Report how many lines in the records below hold the word "serde". Add nothing to the number.

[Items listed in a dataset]

╔══

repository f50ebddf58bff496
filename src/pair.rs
//! Real/imaginary pair packing kernels.
//!
//! Two real signals `x` and `y` of length `N` can share one complex
//! transform by packing them as `z = x + i*y`. `complex2pair_unpack`
//! separates the transform `Z = DFT(z)` into the Hermitian halves
//! `X = DFT(x)` and `Y = DFT(y)`, `floor(N/2)+1` bins each.
//! `pair2complex_pack` is the exact algebraic inverse, rebuilding the
//! full-length packed spectrum from the two halves. Both are
//! out-of-place; the aliasing-free split is what makes the one-transform
//! trick safe, and the dispatch layer rejects in-place requests.

use crate::buffer::{BufferMut, BufferRef, NodeBuffers};
use crate::descriptor::{Descriptor, LayoutError, Placement, RowGeom};
use crate::grid::Grid;
use crate::num::{Complex, ComplexSink, ComplexSource, Float};

/// Split the spectrum of a packed pair into the two Hermitian spectra.
/// `buffers` must be [`NodeBuffers::Pair`] with both outputs in the same
/// layout.
pub fn complex2pair_unpack<T: Float>(
    desc: &Descriptor,
    buffers: NodeBuffers<'_, T>,
) -> Result<(), LayoutError> {
    let (input, mut first, mut second) = match buffers {
        NodeBuffers::Pair {
            input,
            first,
            second,
        } => (input, first, second),
        NodeBuffers::InPlace(_) => return Err(LayoutError::UnsupportedPlacement),
        _ => return Err(LayoutError::InvalidValue),
    };
    desc.validate()?;
    if desc.placement != Placement::OutOfPlace {
        return Err(LayoutError::UnsupportedPlacement);
    }
    if first.layout() != second.layout() {
        return Err(LayoutError::UnsupportedLayout);
    }
    let n = desc.length[0];
    let m = n / 2;
    let high = desc.high_dimension();
    let grid = Grid::for_samples(m + 1, high, desc.batch)?;
    let ig = desc.in_geom();
    let og = desc.out_geom();
    input.check_span(ig, n, high, desc.batch)?;
    first.check_span(og, m + 1, high, desc.batch)?;
    second.check_span(og, m + 1, high, desc.batch)?;

    match input {
        BufferRef::Interleaved(src) => {
            unpack_outputs(&grid, n, src, ig, &mut first, &mut second, og)
        }
        BufferRef::Planar(ref p) => unpack_outputs(&grid, n, p, ig, &mut first, &mut second, og),
        BufferRef::Real(_) => Err(LayoutError::UnsupportedLayout),
    }
}

/// Rebuild the packed spectrum from two Hermitian spectra. `buffers`
/// must be [`NodeBuffers::PairInput`] with both inputs in the same
/// layout.
pub fn pair2complex_pack<T: Float>(
    desc: &Descriptor,
    buffers: NodeBuffers<'_, T>,
) -> Result<(), LayoutError> {
    let (first, second, mut output) = match buffers {
        NodeBuffers::PairInput {
            first,
            second,
            output,
        } => (first, second, output),
        NodeBuffers::InPlace(_) => return Err(LayoutError::UnsupportedPlacement),
        _ => return Err(LayoutError::InvalidValue),
    };
    desc.validate()?;
    if desc.placement != Placement::OutOfPlace {
        return Err(LayoutError::UnsupportedPlacement);
    }
    if first.layout() != second.layout() {
        return Err(LayoutError::UnsupportedLayout);
    }
    let n = desc.length[0];
    let m = n / 2;
    let high = desc.high_dimension();
    let grid = Grid::for_samples(m + 1, high, desc.batch)?;
    let ig = desc.in_geom();
    let og = desc.out_geom();
    first.check_span(ig, m + 1, high, desc.batch)?;
    second.check_span(ig, m + 1, high, desc.batch)?;
    output.check_span(og, n, high, desc.batch)?;

    match (first, second) {
        (BufferRef::Interleaved(x), BufferRef::Interleaved(y)) => {
            pack_output(&grid, n, x, y, ig, &mut output, og)
        }
        (BufferRef::Planar(ref x), BufferRef::Planar(ref y)) => {
            pack_output(&grid, n, x, y, ig, &mut output, og)
        }
        _ => Err(LayoutError::UnsupportedLayout),
    }
}

fn unpack_outputs<T: Float, S: ComplexSource<T> + ?Sized>(
    grid: &Grid,
    n: usize,
    src: &S,
    ig: RowGeom,
    first: &mut BufferMut<'_, T>,
    second: &mut BufferMut<'_, T>,
    og: RowGeom,
) -> Result<(), LayoutError> {
    match (first, second) {
        (BufferMut::Interleaved(x), BufferMut::Interleaved(y)) => {
            unpack_rows(grid, n, src, ig, &mut **x, &mut **y, og);
            Ok(())
        }
        (BufferMut::Planar(x), BufferMut::Planar(y)) => {
            unpack_rows(grid, n, src, ig, x, y, og);
            Ok(())
        }
        _ => Err(LayoutError::UnsupportedLayout),
    }
}

fn pack_output<T: Float, S: ComplexSource<T> + ?Sized>(
    grid: &Grid,
    n: usize,
    x: &S,
    y: &S,
    ig: RowGeom,
    output: &mut BufferMut<'_, T>,
    og: RowGeom,
) -> Result<(), LayoutError> {
    match output {
        BufferMut::Interleaved(z) => {
            pack_rows(grid, n, x, y, ig, &mut **z, og);
            Ok(())
        }
        BufferMut::Planar(z) => {
            pack_rows(grid, n, x, y, ig, z, og);
            Ok(())
        }
        BufferMut::Real(_) => Err(LayoutError::UnsupportedLayout),
    }
}

#[allow(clippy::too_many_arguments)]
fn unpack_rows<T: Float, S, X, Y>(
    grid: &Grid,
    n: usize,
    src: &S,
    ig: RowGeom,
    x: &mut X,
    y: &mut Y,
    og: RowGeom,
) where
    S: ComplexSource<T> + ?Sized,
    X: ComplexSink<T> + ?Sized,
    Y: ComplexSink<T> + ?Sized,
{
    let m = n / 2;
    let half = T::from_f32(0.5);
    for (b, h) in grid.tiles() {
        let ib = ig.offset(b, h);
        let ob = og.offset(b, h);
        for r in 0..=m {
            if r == 0 {
                let z0 = src.load(ib);
                x.store(ob, Complex::new(z0.re, T::zero()));
                y.store(ob, Complex::new(z0.im, T::zero()));
            } else {
                let zr = src.load(ib + r * ig.stride0);
                let zq = src.load(ib + (n - r) * ig.stride0);
                // X[r] = (Z[r] + conj(Z[n-r])) / 2
                x.store(
                    ob + r * og.stride0,
                    Complex::new((zr.re + zq.re) * half, (zr.im - zq.im) * half),
                );
                // Y[r] = (Z[r] - conj(Z[n-r])) / 2i
                y.store(
                    ob + r * og.stride0,
                    Complex::new((zr.im + zq.im) * half, (zq.re - zr.re) * half),
                );
            }
        }
    }
}

#[allow(clippy::too_many_arguments)]
fn pack_rows<T: Float, X, Y, D>(
    grid: &Grid,
    n: usize,
    x: &X,
    y: &Y,
    ig: RowGeom,
    dst: &mut D,
    og: RowGeom,
) where
    X: ComplexSource<T> + ?Sized,
    Y: ComplexSource<T> + ?Sized,
    D: ComplexSink<T> + ?Sized,
{
    let m = n / 2;
    for (b, h) in grid.tiles() {
        let ib = ig.offset(b, h);
        let ob = og.offset(b, h);
        for r in 0..=m {
            if r == 0 {
                let x0 = x.load(ib);
                let y0 = y.load(ib);
                dst.store(ob, Complex::new(x0.re, y0.re));
            } else {
                let xr = x.load(ib + r * ig.stride0);
                let yr = y.load(ib + r * ig.stride0);
                // Z[r] = X[r] + i*Y[r]
                dst.store(
                    ob + r * og.stride0,
                    Complex::new(xr.re - yr.im, xr.im + yr.re),
                );
                // Z[n-r] = conj(X[r]) + i*conj(Y[r])
                let q = n - r;
                if q != r {
                    dst.store(
                        ob + q * og.stride0,
                        Complex::new(xr.re + yr.im, yr.re - xr.im),
                    );
                }
            }
        }
    }
}
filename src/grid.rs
//! Launch-geometry model for the layout kernels.
//!
//! Kernels iterate a three-axis grid: thread ids along the innermost
//! dimension, rows of the higher dimensions, and batch members. The two
//! outer axes are capped by [`MAX_GRID_EXTENT`]; exceeding the cap is a
//! configuration error reported before any element access.

use crate::descriptor::LayoutError;

/// Threads per block along the innermost axis.
pub const BLOCK_SIZE: usize = 512;

/// Maximum extent of the batch and higher-dimension grid axes.
pub const MAX_GRID_EXTENT: usize = 65_535;

/// Resolved launch geometry for one kernel invocation.
#[derive(Debug, Clone, Copy, PartialEq, Eq)]
pub struct Grid {
    /// Samples per row along the innermost axis.
    pub samples: usize,
    /// Blocks covering the innermost axis.
    pub blocks: usize,
    pub threads_per_block: usize,
    /// Rows per batch member (product of higher dimensions).
    pub high: usize,
    pub batch: usize,
}

impl Grid {
    /// Geometry covering `samples` elements per row over `high` rows and
    /// `batch` members. Fails with `GridLimitExceeded` when either outer
    /// axis exceeds [`MAX_GRID_EXTENT`].
    pub fn for_samples(samples: usize, high: usize, batch: usize) -> Result<Self, LayoutError> {
        if samples == 0 || high == 0 || batch == 0 {
            return Err(LayoutError::InvalidValue);
        }
        if high > MAX_GRID_EXTENT || batch > MAX_GRID_EXTENT {
            return Err(LayoutError::GridLimitExceeded);
        }
        Ok(Self {
            samples,
            blocks: samples.div_ceil(BLOCK_SIZE),
            threads_per_block: BLOCK_SIZE,
            high,
            batch,
        })
    }

    /// All `(batch, high)` row tiles, batch-major.
    pub fn tiles(&self) -> impl Iterator<Item = (usize, usize)> {
        let high = self.high;
        (0..self.batch).flat_map(move |b| (0..high).map(move |h| (b, h)))
    }
}
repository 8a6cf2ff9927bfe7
pub mod app;
pub mod domain;
pub mod routes;
pub mod shared;
pub mod system;
pub mod usecases;

use wasm_bindgen::prelude::wasm_bindgen;

#[wasm_bindgen]
pub fn hydrate() {
    // initializes logging using the `log` crate
    _ = console_log::init_with_level(log::Level::Debug);
    console_error_panic_hook::set_once();

    leptos::mount::mount_to_body(app::App);
}

#[wasm_bindgen(start)]
pub fn start() {
    hydrate();
}
pub mod api_error;
pub mod api_utils;
pub mod components;
pub mod date_utils;
pub mod number_format;
pub mod page_frame;
pub mod page_standard;
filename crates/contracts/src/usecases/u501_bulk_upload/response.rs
use serde::{Deserialize, Serialize};

/// Outcome of `POST /contribuinte/bulk-upload`
///
/// `errors` is expected to hold `error_count` entries but the client does not
/// rely on it.
#[derive(Debug, Clone, Default, PartialEq, Eq, Serialize, Deserialize)]
pub struct UploadResult {
    pub success_count: u32,
    pub error_count: u32,
    #[serde(default)]
    pub errors: Vec<String>,
}

impl UploadResult {
    pub fn has_errors(&self) -> bool {
        self.error_count > 0
    }
}
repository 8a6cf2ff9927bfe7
use crate::routes::routes::AppRoutes;
use leptos::prelude::*;
use thaw::ConfigProvider;

#[component]
pub fn App() -> impl IntoView {
    view! {
        <ConfigProvider>
            <AppRoutes />
        </ConfigProvider>
    }
}
pub mod error_body;
pub mod health;
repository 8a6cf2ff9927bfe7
pub mod aggregate;
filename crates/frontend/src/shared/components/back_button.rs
use leptos::prelude::*;
use leptos_router::components::A;

/// "Back to Home" link shown on every page but the home screen
#[component]
pub fn BackButton() -> impl IntoView {
    view! {
        <div class="back-button">
            <A href="/">"← Back to Home"</A>
        </div>
    }
}
use leptos::prelude::*;

use crate::shared::components::back_button::BackButton;
use crate::shared::page_frame::PageFrame;
use crate::shared::page_standard::PAGE_CAT_PLACEHOLDER;

/// Placeholder for modules that are linked from home but not built yet
#[component]
pub fn WorkInProgressPage(title: &'static str) -> impl IntoView {
    view! {
        <PageFrame page_id="work_in_progress--placeholder" category=PAGE_CAT_PLACEHOLDER>
            <div class="work-icon">"🚧"</div>
            <h1>{title}</h1>
            <p class="work-message">"Working in progress..."</p>
            <BackButton />
        </PageFrame>
    }
}

#[component]
pub fn NotFoundPage() -> impl IntoView {
    view! {
        <PageFrame page_id="not_found--placeholder" category=PAGE_CAT_PLACEHOLDER>
            <h1>"Page not found"</h1>
            <BackButton />
        </PageFrame>
    }
}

╚══

— Answer to the problem —
2